Silver linings, yes. Nevertheless, forces of violence have been unleashed upon us (and many around the world). Our people have been devastated (including many churches in the New York area, one of which lost 160 members!).

What is God saying in all of this? The “prophetic e-mails” I’ve received from respected leaders have stirred me deeply Here are some summaries:

(1) This was a warning shot from heaven to summon the church to a total re-engagement with Christ’s supremacy over the saints and over the nations. For those in the midst of terror, revival is our desperate need, and nothing less.

(2) God has signaled America to humble ourselves before Him in repentance and brokenness. We must do this not only because the enemy is so terrifying, but because the enemy’s terrors have, in God’s merciful timing, provided a spiritual wake-up call to the whole nation. God is salvaging this devastating attack to bring us to our senses; to point us to saving power in Christ alone.

(3) September 11 and its aftermath was an act of spiritual warfare. Surely destruction of such diabolical proportion does not have its origins in God’s heart. We are engaged with unseen forces from the kingdom of darkness. This casts unconditionally on the consummate triumphs our Redeemer must give us.

(4) As God uses September 11 as a catalyst toward full spiritual awakening to Christ in the land, it will result in new manifestations of His glory among the nations. To paraphrase President Bush’s challenge before the joint session of Congress, the Spirit is saying: “Get ready!” This could be the church’s greatest opportunity to see a national and international revival that results in unprecedented harvest. “Glory hallelujah! His truth IS marching on!” There’s hope. So get ready.

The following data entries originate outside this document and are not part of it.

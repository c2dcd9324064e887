//! Columnar route transposition cipher.
//!
//! The text is written into a rectangular grid row by row, left to right,
//! and read back out column by column from the rightmost column to the
//! leftmost, top to bottom within each column. The column count is the key.
//!
//! Unlike the substitution engine this one performs no alphabet mapping and
//! no case folding: spaces are ordinary grid content, every character of the
//! input reappears in the output, and a round trip is the exact identity.

use crate::error::CipherError;
use crate::Cipher;

/// Maximum column count accepted as a key.
const MAX_COLUMNS: i32 = 1000;

/// Maximum number of grid rows derived from the input length.
const MAX_ROWS: usize = 10_000;

/// Route transposition cipher keyed by a column count.
///
/// The column count is fixed at construction and immutable thereafter. The
/// working grid is built fresh per call and discarded afterwards; `encrypt`
/// and `decrypt` are pure functions of the instance and their input.
///
/// # Examples
///
/// ```
/// use rucrypt::RouteCipher;
///
/// let cipher = RouteCipher::new(3).unwrap();
/// let ciphertext = cipher.encrypt("ПРИВЕТМИР").unwrap();
/// assert_eq!(cipher.decrypt(&ciphertext).unwrap(), "ПРИВЕТМИР");
/// ```
///
/// ```
/// use rucrypt::RouteCipher;
///
/// assert!(RouteCipher::new(-5).is_err());
/// assert!(RouteCipher::new(1001).is_err());
/// ```
#[derive(Debug, Clone, PartialEq, Eq)]
pub struct RouteCipher {
    num_columns: usize,
}

impl RouteCipher {
    /// Creates a cipher with the given column count.
    ///
    /// # Parameters
    /// - `num_columns`: Grid width, 1..=1000.
    ///
    /// # Errors
    /// - [`CipherError::InvalidKey`] if `num_columns <= 0`.
    /// - [`CipherError::KeyTooLarge`] if `num_columns > 1000`.
    pub fn new(num_columns: i32) -> Result<Self, CipherError> {
        if num_columns <= 0 {
            return Err(CipherError::InvalidKey);
        }
        if num_columns > MAX_COLUMNS {
            return Err(CipherError::KeyTooLarge);
        }
        Ok(RouteCipher {
            num_columns: num_columns as usize,
        })
    }

    /// Encrypts `text`.
    ///
    /// Writes the text into the grid row-major, then reads it out
    /// column-major from the last column to the first, top to bottom,
    /// skipping the blank cells of the final partial row. The output has
    /// exactly the input's length.
    ///
    /// # Errors
    /// - [`CipherError::EmptyText`] if `text` is empty.
    /// - [`CipherError::InvalidTextCharacter`] if any character is neither
    ///   alphabetic nor a space.
    /// - [`CipherError::KeyExceedsTextLength`] if the column count exceeds
    ///   the text length.
    /// - [`CipherError::TableTooLarge`] if the derived row count exceeds
    ///   10000.
    ///
    /// # Examples
    ///
    /// ```
    /// use rucrypt::RouteCipher;
    ///
    /// let cipher = RouteCipher::new(3).unwrap();
    /// assert_eq!(cipher.encrypt("ПРИВЕТМИР").unwrap(), "ИТРРЕИПВМ");
    /// ```
    pub fn encrypt(&self, text: &str) -> Result<String, CipherError> {
        let chars = self.validate(text)?;
        let num_rows = self.num_rows(chars.len())?;
        let num_columns = self.num_columns;

        // Write row-major; cells past the end of the text stay blank.
        let mut grid: Vec<Option<char>> = vec![None; num_rows * num_columns];
        for (cell, &ch) in grid.iter_mut().zip(chars.iter()) {
            *cell = Some(ch);
        }

        // Read columns right to left, top to bottom within each column.
        let mut result = String::with_capacity(text.len());
        for col in (0..num_columns).rev() {
            for row in 0..num_rows {
                if let Some(ch) = grid[row * num_columns + col] {
                    result.push(ch);
                }
            }
        }
        Ok(result)
    }

    /// Decrypts `cipher_text`.
    ///
    /// Writes the ciphertext into the grid in the order encryption read it
    /// out (columns right to left, top to bottom), then reads row-major.
    /// Cells of the final row that encryption never filled must be skipped
    /// during writing, not filled, or every later character would land one
    /// cell off.
    ///
    /// # Errors
    /// Same kinds as [`encrypt`](Self::encrypt), applied to `cipher_text`.
    pub fn decrypt(&self, cipher_text: &str) -> Result<String, CipherError> {
        let chars = self.validate(cipher_text)?;
        let num_rows = self.num_rows(chars.len())?;
        let num_columns = self.num_columns;

        // Count of filled cells in the final, possibly partial, row.
        let mut last_row_len = chars.len() % num_columns;
        if last_row_len == 0 {
            last_row_len = num_columns;
        }

        let mut grid: Vec<Option<char>> = vec![None; num_rows * num_columns];
        let mut input = chars.iter();
        for col in (0..num_columns).rev() {
            for row in 0..num_rows {
                if row == num_rows - 1 && col >= last_row_len {
                    continue;
                }
                if let Some(&ch) = input.next() {
                    grid[row * num_columns + col] = Some(ch);
                }
            }
        }

        // Read row-major; the flat grid is already in that order.
        let mut result = String::with_capacity(cipher_text.len());
        for &ch in grid.iter().flatten() {
            result.push(ch);
        }
        Ok(result)
    }

    /// Validates the input and collects it into a character sequence.
    fn validate(&self, text: &str) -> Result<Vec<char>, CipherError> {
        if text.is_empty() {
            return Err(CipherError::EmptyText);
        }
        if text.chars().any(|c| !c.is_alphabetic() && c != ' ') {
            return Err(CipherError::InvalidTextCharacter);
        }
        let chars: Vec<char> = text.chars().collect();
        if self.num_columns > chars.len() {
            return Err(CipherError::KeyExceedsTextLength);
        }
        Ok(chars)
    }

    /// Derives the grid height for an input of `len` characters.
    fn num_rows(&self, len: usize) -> Result<usize, CipherError> {
        let num_rows = len.div_ceil(self.num_columns);
        if num_rows > MAX_ROWS {
            return Err(CipherError::TableTooLarge);
        }
        Ok(num_rows)
    }
}

impl Cipher for RouteCipher {
    fn encrypt(&self, text: &str) -> Result<String, CipherError> {
        RouteCipher::encrypt(self, text)
    }

    fn decrypt(&self, cipher_text: &str) -> Result<String, CipherError> {
        RouteCipher::decrypt(self, cipher_text)
    }
}

#[cfg(test)]
mod tests {
    use super::*;

    #[test]
    fn test_new_rejects_non_positive_key() {
        assert_eq!(RouteCipher::new(0), Err(CipherError::InvalidKey));
        assert_eq!(RouteCipher::new(-5), Err(CipherError::InvalidKey));
    }

    #[test]
    fn test_new_rejects_oversized_key() {
        assert_eq!(RouteCipher::new(1001), Err(CipherError::KeyTooLarge));
        assert!(RouteCipher::new(1000).is_ok());
    }

    #[test]
    fn test_encrypt_known_vector() {
        // Grid for key 3: [П Р И] [В Е Т] [М И Р]; read right column first.
        let cipher = RouteCipher::new(3).unwrap();
        assert_eq!(cipher.encrypt("ПРИВЕТМИР").unwrap(), "ИТРРЕИПВМ");
    }

    #[test]
    fn test_decrypt_known_vector() {
        let cipher = RouteCipher::new(3).unwrap();
        assert_eq!(cipher.decrypt("ИТРРЕИПВМ").unwrap(), "ПРИВЕТМИР");
    }

    #[test]
    fn test_roundtrip_with_partial_last_row() {
        // 10 characters over 3 columns leaves a single-cell final row.
        let cipher = RouteCipher::new(3).unwrap();
        let text = "ПРИВЕТ МИР";
        let ciphertext = cipher.encrypt(text).unwrap();
        assert_eq!(ciphertext.chars().count(), text.chars().count());
        assert_eq!(cipher.decrypt(&ciphertext).unwrap(), text);
    }

    #[test]
    fn test_spaces_survive_the_grid() {
        let cipher = RouteCipher::new(4).unwrap();
        let text = "А Б В Г Д";
        let ciphertext = cipher.encrypt(text).unwrap();
        assert_eq!(ciphertext.chars().count(), text.chars().count());
        assert_eq!(cipher.decrypt(&ciphertext).unwrap(), text);
    }

    #[test]
    fn test_case_is_preserved_untouched() {
        let cipher = RouteCipher::new(2).unwrap();
        let text = "ПрИвЕт";
        assert_eq!(cipher.decrypt(&cipher.encrypt(text).unwrap()).unwrap(), text);
    }

    #[test]
    fn test_single_column_is_identity() {
        let cipher = RouteCipher::new(1).unwrap();
        assert_eq!(cipher.encrypt("ПРИВЕТ").unwrap(), "ПРИВЕТ");
        assert_eq!(cipher.decrypt("ПРИВЕТ").unwrap(), "ПРИВЕТ");
    }

    #[test]
    fn test_columns_equal_to_length_reverses() {
        // One row; reading columns right to left reverses the text.
        let cipher = RouteCipher::new(6).unwrap();
        assert_eq!(cipher.encrypt("ПРИВЕТ").unwrap(), "ТЕВИРП");
        assert_eq!(cipher.decrypt("ТЕВИРП").unwrap(), "ПРИВЕТ");
    }

    #[test]
    fn test_encrypt_rejects_empty_text() {
        let cipher = RouteCipher::new(3).unwrap();
        assert_eq!(cipher.encrypt(""), Err(CipherError::EmptyText));
        assert_eq!(cipher.decrypt(""), Err(CipherError::EmptyText));
    }

    #[test]
    fn test_encrypt_rejects_punctuation() {
        let cipher = RouteCipher::new(3).unwrap();
        assert_eq!(
            cipher.encrypt("ПРИВЕТ, МИР"),
            Err(CipherError::InvalidTextCharacter)
        );
    }

    #[test]
    fn test_encrypt_rejects_key_longer_than_text() {
        let cipher = RouteCipher::new(10).unwrap();
        assert_eq!(
            cipher.encrypt("ПРИВЕТ"),
            Err(CipherError::KeyExceedsTextLength)
        );
        assert_eq!(
            cipher.decrypt("ПРИВЕТ"),
            Err(CipherError::KeyExceedsTextLength)
        );
    }

    #[test]
    fn test_encrypt_rejects_oversized_table() {
        let cipher = RouteCipher::new(1).unwrap();
        let text = "А".repeat(10_001);
        assert_eq!(cipher.encrypt(&text), Err(CipherError::TableTooLarge));
    }

    #[test]
    fn test_table_at_row_limit_is_accepted() {
        let cipher = RouteCipher::new(1).unwrap();
        let text = "А".repeat(10_000);
        let ciphertext = cipher.encrypt(&text).unwrap();
        assert_eq!(cipher.decrypt(&ciphertext).unwrap(), text);
    }

    #[test]
    fn test_output_length_equals_input_length() {
        let cipher = RouteCipher::new(5).unwrap();
        for text in ["ПЕРЕСТАНОВКА", "ШИФР МАРШРУТА", "АБВГД"] {
            let ciphertext = cipher.encrypt(text).unwrap();
            assert_eq!(ciphertext.chars().count(), text.chars().count());
        }
    }
}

In the midst of such vital “messages,” Habakkuk speaks powerfully to the current crisis. Habakkuk was a messenger of hope. His name means “one who draws to the heart to comfort.” His book is actually a conversation with God when his nation was facing the greatest terror they had ever known: the Babylonians. His conversation brims with the hope God has for all of us, in any age, in the midst of terror.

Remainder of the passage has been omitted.